++++ Task input ++++

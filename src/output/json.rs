//! JSON output formatting

use chrono::Utc;
use serde::Serialize;

/// Wrapper for JSON output with metadata
#[derive(Debug, Serialize)]
pub struct JsonOutput<T> {
    /// The actual data
    pub data: T,

    /// Metadata about the response
    pub meta: Metadata,
}

/// Metadata included in JSON output
#[derive(Debug, Serialize)]
pub struct Metadata {
    /// Timestamp of the response
    pub timestamp: String,

    /// CLI version
    pub version: String,
}

impl<T> JsonOutput<T> {
    /// Create a new JSON output with metadata
    pub fn new(data: T) -> Self {
        Self {
            data,
            meta: Metadata {
                timestamp: Utc::now().to_rfc3339(),
                version: env!("CARGO_PKG_VERSION").to_string(),
            },
        }
    }
}

/// Format data as pretty-printed JSON
pub fn format_json<T: Serialize + ?Sized>(data: &T) -> Result<String, serde_json::Error> {
    let output = JsonOutput::new(data);
    serde_json::to_string_pretty(&output)
}

#[cfg(test)]
mod tests {
    use super::*;
    use crate::search::{Category, SearchOutcome};

    #[test]
    fn test_json_output_new() {
        let output = JsonOutput::new(vec!["reshala", "killa"]);

        assert_eq!(output.data, vec!["reshala", "killa"]);
        assert_eq!(output.meta.version, env!("CARGO_PKG_VERSION"));
        assert!(!output.meta.timestamp.is_empty());
    }

    #[test]
    fn test_format_json_search_outcome() {
        let outcome = SearchOutcome {
            query: "Debut".to_string(),
            category: Category::Quest,
            primary_url: "https://tarkov.dev/task/debut".to_string(),
            secondary_url: "https://escapefromtarkov.fandom.com/wiki/Debut".to_string(),
            cache_hit: false,
        };

        let result = format_json(&outcome).unwrap();
        let value: serde_json::Value = serde_json::from_str(&result).unwrap();

        assert_eq!(value["data"]["type"], "quest");
        assert_eq!(value["data"]["primaryUrl"], "https://tarkov.dev/task/debut");
        assert!(value["meta"]["timestamp"].is_string());
    }
}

++++

**Assignment:**
In the entries above, find each line that includes the string "with" and copy it.

**Exercise output:**
/// Wrapper for JSON output with metadata
    /// Create a new JSON output with metadata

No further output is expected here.